[Excerpted records — start]

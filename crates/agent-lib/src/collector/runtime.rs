//! Container runtime (CRI) source adapter
//!
//! Talks to the runtime's `RuntimeService` over its unix socket.

use super::RuntimeSource;
use crate::models::{SandboxState, UnitState};
use crate::proto::runtime::v1 as cri;
use crate::proto::RuntimeServiceClient;
use anyhow::{anyhow, Context, Result};
use async_trait::async_trait;
use std::path::{Path, PathBuf};
use tokio::net::UnixStream;
use tonic::transport::{Channel, Endpoint, Uri};
use tower::service_fn;
use tracing::{debug, info};

/// Well-known runtime sockets, probed in order
pub const DEFAULT_SOCKET_CANDIDATES: &[&str] = &[
    "/run/containerd/containerd.sock",
    "/var/run/containerd/containerd.sock",
    "/var/run/crio/crio.sock",
    "/var/run/dockershim.sock",
];

/// Return the first candidate that exists and is not a directory
pub fn discover_runtime_socket<P: AsRef<Path>>(candidates: &[P]) -> Result<PathBuf> {
    for candidate in candidates {
        let path = candidate.as_ref();
        match std::fs::metadata(path) {
            Ok(meta) if !meta.is_dir() => {
                debug!(path = %path.display(), "Found runtime socket");
                return Ok(path.to_path_buf());
            }
            _ => continue,
        }
    }

    let tried: Vec<String> = candidates
        .iter()
        .map(|c| c.as_ref().display().to_string())
        .collect();
    Err(anyhow!(
        "No container runtime socket found (tried: {})",
        tried.join(", ")
    ))
}

/// `RuntimeSource` backed by a CRI gRPC client
#[derive(Clone)]
pub struct CriClient {
    client: RuntimeServiceClient<Channel>,
    socket: PathBuf,
}

impl CriClient {
    /// Create a client for a socket path or a `unix://` endpoint
    ///
    /// The connection is established lazily on first use so a runtime that
    /// is not up yet surfaces as per-tick source failures.
    pub fn connect(endpoint: &str) -> Result<Self> {
        let socket = PathBuf::from(endpoint.strip_prefix("unix://").unwrap_or(endpoint));

        // The authority is ignored; every connection goes to the socket.
        let connector_path = socket.clone();
        let channel = Endpoint::try_from("http://[::]:50051")
            .context("Failed to build runtime endpoint")?
            .connect_with_connector_lazy(service_fn(move |_: Uri| {
                UnixStream::connect(connector_path.clone())
            }));

        info!(socket = %socket.display(), "Configured container runtime client");

        Ok(Self {
            client: RuntimeServiceClient::new(channel),
            socket,
        })
    }

    pub fn socket(&self) -> &Path {
        &self.socket
    }
}

fn sandbox_filter(state: Option<SandboxState>) -> Option<cri::PodSandboxFilter> {
    let state = match state? {
        SandboxState::Ready => cri::PodSandboxState::SandboxReady,
        SandboxState::NotReady => cri::PodSandboxState::SandboxNotready,
        SandboxState::Unknown => return None,
    };
    Some(cri::PodSandboxFilter {
        state: Some(cri::PodSandboxStateValue {
            state: state as i32,
        }),
        ..Default::default()
    })
}

fn container_filter(state: Option<UnitState>) -> Option<cri::ContainerFilter> {
    let state = match state? {
        UnitState::Created => cri::ContainerState::ContainerCreated,
        UnitState::Running => cri::ContainerState::ContainerRunning,
        UnitState::Exited => cri::ContainerState::ContainerExited,
        UnitState::Unknown => cri::ContainerState::ContainerUnknown,
    };
    Some(cri::ContainerFilter {
        state: Some(cri::ContainerStateValue {
            state: state as i32,
        }),
        ..Default::default()
    })
}

#[async_trait]
impl RuntimeSource for CriClient {
    async fn list_sandboxes(&self, state: Option<SandboxState>) -> Result<Vec<cri::PodSandbox>> {
        let request = cri::ListPodSandboxRequest {
            filter: sandbox_filter(state),
        };
        let response = self
            .client
            .clone()
            .list_pod_sandbox(request)
            .await
            .context("ListPodSandbox failed")?;
        Ok(response.into_inner().items)
    }

    async fn list_sandbox_stats(&self) -> Result<Vec<cri::PodSandboxStats>> {
        let response = self
            .client
            .clone()
            .list_pod_sandbox_stats(cri::ListPodSandboxStatsRequest::default())
            .await
            .context("ListPodSandboxStats failed")?;
        Ok(response.into_inner().stats)
    }

    async fn list_containers(&self, state: Option<UnitState>) -> Result<Vec<cri::Container>> {
        let request = cri::ListContainersRequest {
            filter: container_filter(state),
        };
        let response = self
            .client
            .clone()
            .list_containers(request)
            .await
            .context("ListContainers failed")?;
        Ok(response.into_inner().containers)
    }

    async fn list_container_stats(&self) -> Result<Vec<cri::ContainerStats>> {
        let response = self
            .client
            .clone()
            .list_container_stats(cri::ListContainerStatsRequest::default())
            .await
            .context("ListContainerStats failed")?;
        Ok(response.into_inner().stats)
    }
}

#[cfg(test)]
mod tests {
    use super::*;
    use tempfile::TempDir;

    #[test]
    fn test_discover_returns_first_existing_file() {
        let dir = TempDir::new().unwrap();
        let missing = dir.path().join("containerd.sock");
        let crio = dir.path().join("crio.sock");
        let docker = dir.path().join("dockershim.sock");
        std::fs::write(&crio, "").unwrap();
        std::fs::write(&docker, "").unwrap();

        let found = discover_runtime_socket(&[&missing, &crio, &docker]).unwrap();
        assert_eq!(found, crio);
    }

    #[test]
    fn test_discover_skips_directories() {
        let dir = TempDir::new().unwrap();
        let as_dir = dir.path().join("containerd.sock");
        std::fs::create_dir(&as_dir).unwrap();

        let err = discover_runtime_socket(&[&as_dir]).unwrap_err();
        assert!(err.to_string().contains("containerd.sock"));
    }

    #[test]
    fn test_sandbox_filter_mapping() {
        let filter = sandbox_filter(Some(SandboxState::Ready)).unwrap();
        assert_eq!(
            filter.state.unwrap().state,
            cri::PodSandboxState::SandboxReady as i32
        );
        assert!(sandbox_filter(None).is_none());
        assert!(sandbox_filter(Some(SandboxState::Unknown)).is_none());
    }

    #[test]
    fn test_container_filter_mapping() {
        let filter = container_filter(Some(UnitState::Running)).unwrap();
        assert_eq!(
            filter.state.unwrap().state,
            cri::ContainerState::ContainerRunning as i32
        );
    }

    #[tokio::test]
    async fn test_connect_strips_unix_scheme() {
        let client = CriClient::connect("unix:///run/containerd/containerd.sock").unwrap();
        assert_eq!(client.socket(), Path::new("/run/containerd/containerd.sock"));
    }
}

[Excerpted records — finish]

**About this task:** An exact reproduction of the data is required. Leave nothing out.

**Your solution:**
filename crates/agent-lib/src/collector/runtime.rs
//! Container runtime (CRI) source adapter
//!
//! Talks to the runtime's `RuntimeService` over its unix socket.

use super::RuntimeSource;
use crate::models::{SandboxState, UnitState};
use crate::proto::runtime::v1 as cri;
use crate::proto::RuntimeServiceClient;
use anyhow::{anyhow, Context, Result};
use async_trait::async_trait;
use std::path::{Path, PathBuf};
use tokio::net::UnixStream;
use tonic::transport::{Channel, Endpoint, Uri};
use tower::service_fn;
use tracing::{debug, info};

/// Well-known runtime sockets, probed in order
pub const DEFAULT_SOCKET_CANDIDATES: &[&str] = &[
    "/run/containerd/containerd.sock",
    "/var/run/containerd/containerd.sock",
    "/var/run/crio/crio.sock",
    "/var/run/dockershim.sock",
];

/// Return the first candidate that exists and is not a directory
pub fn discover_runtime_socket<P: AsRef<Path>>(candidates: &[P]) -> Result<PathBuf> {
    for candidate in candidates {
        let path = candidate.as_ref();
        match std::fs::metadata(path) {
            Ok(meta) if !meta.is_dir() => {
                debug!(path = %path.display(), "Found runtime socket");
                return Ok(path.to_path_buf());
            }
            _ => continue,
        }
    }

    let tried: Vec<String> = candidates
        .iter()
        .map(|c| c.as_ref().display().to_string())
        .collect();
    Err(anyhow!(
        "No container runtime socket found (tried: {})",
        tried.join(", ")
    ))
}

/// `RuntimeSource` backed by a CRI gRPC client
#[derive(Clone)]
pub struct CriClient {
    client: RuntimeServiceClient<Channel>,
    socket: PathBuf,
}

impl CriClient {
    /// Create a client for a socket path or a `unix://` endpoint
    ///
    /// The connection is established lazily on first use so a runtime that
    /// is not up yet surfaces as per-tick source failures.
    pub fn connect(endpoint: &str) -> Result<Self> {
        let socket = PathBuf::from(endpoint.strip_prefix("unix://").unwrap_or(endpoint));

        // The authority is ignored; every connection goes to the socket.
        let connector_path = socket.clone();
        let channel = Endpoint::try_from("http://[::]:50051")
            .context("Failed to build runtime endpoint")?
            .connect_with_connector_lazy(service_fn(move |_: Uri| {
                UnixStream::connect(connector_path.clone())
            }));

        info!(socket = %socket.display(), "Configured container runtime client");

        Ok(Self {
            client: RuntimeServiceClient::new(channel),
            socket,
        })
    }

    pub fn socket(&self) -> &Path {
        &self.socket
    }
}

fn sandbox_filter(state: Option<SandboxState>) -> Option<cri::PodSandboxFilter> {
    let state = match state? {
        SandboxState::Ready => cri::PodSandboxState::SandboxReady,
        SandboxState::NotReady => cri::PodSandboxState::SandboxNotready,
        SandboxState::Unknown => return None,
    };
    Some(cri::PodSandboxFilter {
        state: Some(cri::PodSandboxStateValue {
            state: state as i32,
        }),
        ..Default::default()
    })
}

fn container_filter(state: Option<UnitState>) -> Option<cri::ContainerFilter> {
    let state = match state? {
        UnitState::Created => cri::ContainerState::ContainerCreated,
        UnitState::Running => cri::ContainerState::ContainerRunning,
        UnitState::Exited => cri::ContainerState::ContainerExited,
        UnitState::Unknown => cri::ContainerState::ContainerUnknown,
    };
    Some(cri::ContainerFilter {
        state: Some(cri::ContainerStateValue {
            state: state as i32,
        }),
        ..Default::default()
    })
}

#[async_trait]
impl RuntimeSource for CriClient {
    async fn list_sandboxes(&self, state: Option<SandboxState>) -> Result<Vec<cri::PodSandbox>> {
        let request = cri::ListPodSandboxRequest {
            filter: sandbox_filter(state),
        };
        let response = self
            .client
            .clone()
            .list_pod_sandbox(request)
            .await
            .context("ListPodSandbox failed")?;
        Ok(response.into_inner().items)
    }

    async fn list_sandbox_stats(&self) -> Result<Vec<cri::PodSandboxStats>> {
        let response = self
            .client
            .clone()
            .list_pod_sandbox_stats(cri::ListPodSandboxStatsRequest::default())
            .await
            .context("ListPodSandboxStats failed")?;
        Ok(response.into_inner().stats)
    }

    async fn list_containers(&self, state: Option<UnitState>) -> Result<Vec<cri::Container>> {
        let request = cri::ListContainersRequest {
            filter: container_filter(state),
        };
        let response = self
            .client
            .clone()
            .list_containers(request)
            .await
            .context("ListContainers failed")?;
        Ok(response.into_inner().containers)
    }

    async fn list_container_stats(&self) -> Result<Vec<cri::ContainerStats>> {
        let response = self
            .client
            .clone()
            .list_container_stats(cri::ListContainerStatsRequest::default())
            .await
            .context("ListContainerStats failed")?;
        Ok(response.into_inner().stats)
    }
}

#[cfg(test)]
mod tests {
    use super::*;
    use tempfile::TempDir;

    #[test]
    fn test_discover_returns_first_existing_file() {
        let dir = TempDir::new().unwrap();
        let missing = dir.path().join("containerd.sock");
        let crio = dir.path().join("crio.sock");
        let docker = dir.path().join("dockershim.sock");
        std::fs::write(&crio, "").unwrap();
        std::fs::write(&docker, "").unwrap();

        let found = discover_runtime_socket(&[&missing, &crio, &docker]).unwrap();
        assert_eq!(found, crio);
    }

    #[test]
    fn test_discover_skips_directories() {
        let dir = TempDir::new().unwrap();
        let as_dir = dir.path().join("containerd.sock");
        std::fs::create_dir(&as_dir).unwrap();

        let err = discover_runtime_socket(&[&as_dir]).unwrap_err();
        assert!(err.to_string().contains("containerd.sock"));
    }

    #[test]
    fn test_sandbox_filter_mapping() {
        let filter = sandbox_filter(Some(SandboxState::Ready)).unwrap();
        assert_eq!(
            filter.state.unwrap().state,
            cri::PodSandboxState::SandboxReady as i32
        );
        assert!(sandbox_filter(None).is_none());
        assert!(sandbox_filter(Some(SandboxState::Unknown)).is_none());
    }

    #[test]
    fn test_container_filter_mapping() {
        let filter = container_filter(Some(UnitState::Running)).unwrap();
        assert_eq!(
            filter.state.unwrap().state,
            cri::ContainerState::ContainerRunning as i32
        );
    }

    #[tokio::test]
    async fn test_connect_strips_unix_scheme() {
        let client = CriClient::connect("unix:///run/containerd/containerd.sock").unwrap();
        assert_eq!(client.socket(), Path::new("/run/containerd/containerd.sock"));
    }
}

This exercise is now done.